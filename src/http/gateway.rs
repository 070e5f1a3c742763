use async_trait::async_trait;
use serde_json::Value;
use thiserror::Error;

#[derive(Error, Debug, Clone)]
pub enum GatewayError {
    /// Non-success status; the message is the server's `error` field when
    /// the body carries one, otherwise status-derived.
    #[error("{message}")]
    Http { status: u16, message: String },

    #[error("network error: {0}")]
    Network(String),

    #[error("invalid response: {0}")]
    InvalidResponse(String),
}

#[derive(Debug, Clone, Copy, PartialEq, Eq)]
pub enum Method {
    Get,
    Post,
    Delete,
    Patch,
}

/// One logical request: a path-like name plus an optional JSON body.
#[derive(Debug, Clone)]
pub struct ApiRequest {
    pub method: Method,
    pub path: String,
    pub body: Option<Value>,
}

impl ApiRequest {
    pub fn get(path: impl Into<String>) -> Self {
        Self {
            method: Method::Get,
            path: path.into(),
            body: None,
        }
    }

    pub fn post(path: impl Into<String>, body: Value) -> Self {
        Self {
            method: Method::Post,
            path: path.into(),
            body: Some(body),
        }
    }

    pub fn post_empty(path: impl Into<String>) -> Self {
        Self {
            method: Method::Post,
            path: path.into(),
            body: None,
        }
    }

    pub fn delete(path: impl Into<String>) -> Self {
        Self {
            method: Method::Delete,
            path: path.into(),
            body: None,
        }
    }

    pub fn patch(path: impl Into<String>) -> Self {
        Self {
            method: Method::Patch,
            path: path.into(),
            body: None,
        }
    }
}

/// Narrow contract the core needs from the backend. Once issued, a request
/// is neither cancellable nor subject to a client-side timeout.
#[async_trait]
pub trait RemoteGateway: Send + Sync {
    async fn send(&self, request: ApiRequest) -> Result<Value, GatewayError>;

    /// Multipart upload of one audio file; resolves to the served URL.
    async fn upload(&self, filename: &str, bytes: Vec<u8>) -> Result<Value, GatewayError>;
}

/// Production gateway speaking the backend's JSON routes over reqwest.
pub struct HttpGateway {
    base_url: String,
    client: reqwest::Client,
}

impl HttpGateway {
    pub fn new(base_url: impl Into<String>) -> Self {
        let base_url: String = base_url.into();
        Self {
            base_url: base_url.trim_end_matches('/').to_owned(),
            client: reqwest::Client::new(),
        }
    }

    fn url(&self, path: &str) -> String {
        format!("{}{}", self.base_url, path)
    }

    async fn parse(response: reqwest::Response) -> Result<Value, GatewayError> {
        let status = response.status();
        let body = response.json::<Value>().await;

        if status.is_success() {
            body.map_err(|e| GatewayError::InvalidResponse(e.to_string()))
        } else {
            let message = body
                .ok()
                .as_ref()
                .and_then(|v| v.get("error"))
                .and_then(Value::as_str)
                .map(str::to_owned)
                .unwrap_or_else(|| format!("HTTP {}", status.as_u16()));
            Err(GatewayError::Http {
                status: status.as_u16(),
                message,
            })
        }
    }
}

#[async_trait]
impl RemoteGateway for HttpGateway {
    async fn send(&self, request: ApiRequest) -> Result<Value, GatewayError> {
        let url = self.url(&request.path);
        let builder = match request.method {
            Method::Get => self.client.get(&url),
            Method::Post => self.client.post(&url),
            Method::Delete => self.client.delete(&url),
            Method::Patch => self.client.patch(&url),
        };
        let builder = match &request.body {
            Some(body) => builder.json(body),
            None => builder,
        };

        let response = builder
            .send()
            .await
            .map_err(|e| GatewayError::Network(e.to_string()))?;
        Self::parse(response).await
    }

    async fn upload(&self, filename: &str, bytes: Vec<u8>) -> Result<Value, GatewayError> {
        let part = reqwest::multipart::Part::bytes(bytes).file_name(filename.to_owned());
        let form = reqwest::multipart::Form::new().part("file", part);

        let response = self
            .client
            .post(self.url("/api/upload"))
            .multipart(form)
            .send()
            .await
            .map_err(|e| GatewayError::Network(e.to_string()))?;
        Self::parse(response).await
    }
}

+ + + +

Write the whole of the data out again exactly as it stands.

filename src/http/gateway.rs
repository 070e5f1a3c742763
use async_trait::async_trait;
use serde_json::Value;
use thiserror::Error;

#[derive(Error, Debug, Clone)]
pub enum GatewayError {
    /// Non-success status; the message is the server's `error` field when
    /// the body carries one, otherwise status-derived.
    #[error("{message}")]
    Http { status: u16, message: String },

    #[error("network error: {0}")]
    Network(String),

    #[error("invalid response: {0}")]
    InvalidResponse(String),
}

#[derive(Debug, Clone, Copy, PartialEq, Eq)]
pub enum Method {
    Get,
    Post,
    Delete,
    Patch,
}

/// One logical request: a path-like name plus an optional JSON body.
#[derive(Debug, Clone)]
pub struct ApiRequest {
    pub method: Method,
    pub path: String,
    pub body: Option<Value>,
}

impl ApiRequest {
    pub fn get(path: impl Into<String>) -> Self {
        Self {
            method: Method::Get,
            path: path.into(),
            body: None,
        }
    }

    pub fn post(path: impl Into<String>, body: Value) -> Self {
        Self {
            method: Method::Post,
            path: path.into(),
            body: Some(body),
        }
    }

    pub fn post_empty(path: impl Into<String>) -> Self {
        Self {
            method: Method::Post,
            path: path.into(),
            body: None,
        }
    }

    pub fn delete(path: impl Into<String>) -> Self {
        Self {
            method: Method::Delete,
            path: path.into(),
            body: None,
        }
    }

    pub fn patch(path: impl Into<String>) -> Self {
        Self {
            method: Method::Patch,
            path: path.into(),
            body: None,
        }
    }
}

/// Narrow contract the core needs from the backend. Once issued, a request
/// is neither cancellable nor subject to a client-side timeout.
#[async_trait]
pub trait RemoteGateway: Send + Sync {
    async fn send(&self, request: ApiRequest) -> Result<Value, GatewayError>;

    /// Multipart upload of one audio file; resolves to the served URL.
    async fn upload(&self, filename: &str, bytes: Vec<u8>) -> Result<Value, GatewayError>;
}

/// Production gateway speaking the backend's JSON routes over reqwest.
pub struct HttpGateway {
    base_url: String,
    client: reqwest::Client,
}

impl HttpGateway {
    pub fn new(base_url: impl Into<String>) -> Self {
        let base_url: String = base_url.into();
        Self {
            base_url: base_url.trim_end_matches('/').to_owned(),
            client: reqwest::Client::new(),
        }
    }

    fn url(&self, path: &str) -> String {
        format!("{}{}", self.base_url, path)
    }

    async fn parse(response: reqwest::Response) -> Result<Value, GatewayError> {
        let status = response.status();
        let body = response.json::<Value>().await;

        if status.is_success() {
            body.map_err(|e| GatewayError::InvalidResponse(e.to_string()))
        } else {
            let message = body
                .ok()
                .as_ref()
                .and_then(|v| v.get("error"))
                .and_then(Value::as_str)
                .map(str::to_owned)
                .unwrap_or_else(|| format!("HTTP {}", status.as_u16()));
            Err(GatewayError::Http {
                status: status.as_u16(),
                message,
            })
        }
    }
}

#[async_trait]
impl RemoteGateway for HttpGateway {
    async fn send(&self, request: ApiRequest) -> Result<Value, GatewayError> {
        let url = self.url(&request.path);
        let builder = match request.method {
            Method::Get => self.client.get(&url),
            Method::Post => self.client.post(&url),
            Method::Delete => self.client.delete(&url),
            Method::Patch => self.client.patch(&url),
        };
        let builder = match &request.body {
            Some(body) => builder.json(body),
            None => builder,
        };

        let response = builder
            .send()
            .await
            .map_err(|e| GatewayError::Network(e.to_string()))?;
        Self::parse(response).await
    }

    async fn upload(&self, filename: &str, bytes: Vec<u8>) -> Result<Value, GatewayError> {
        let part = reqwest::multipart::Part::bytes(bytes).file_name(filename.to_owned());
        let form = reqwest::multipart::Form::new().part("file", part);

        let response = self
            .client
            .post(self.url("/api/upload"))
            .multipart(form)
            .send()
            .await
            .map_err(|e| GatewayError::Network(e.to_string()))?;
        Self::parse(response).await
    }
}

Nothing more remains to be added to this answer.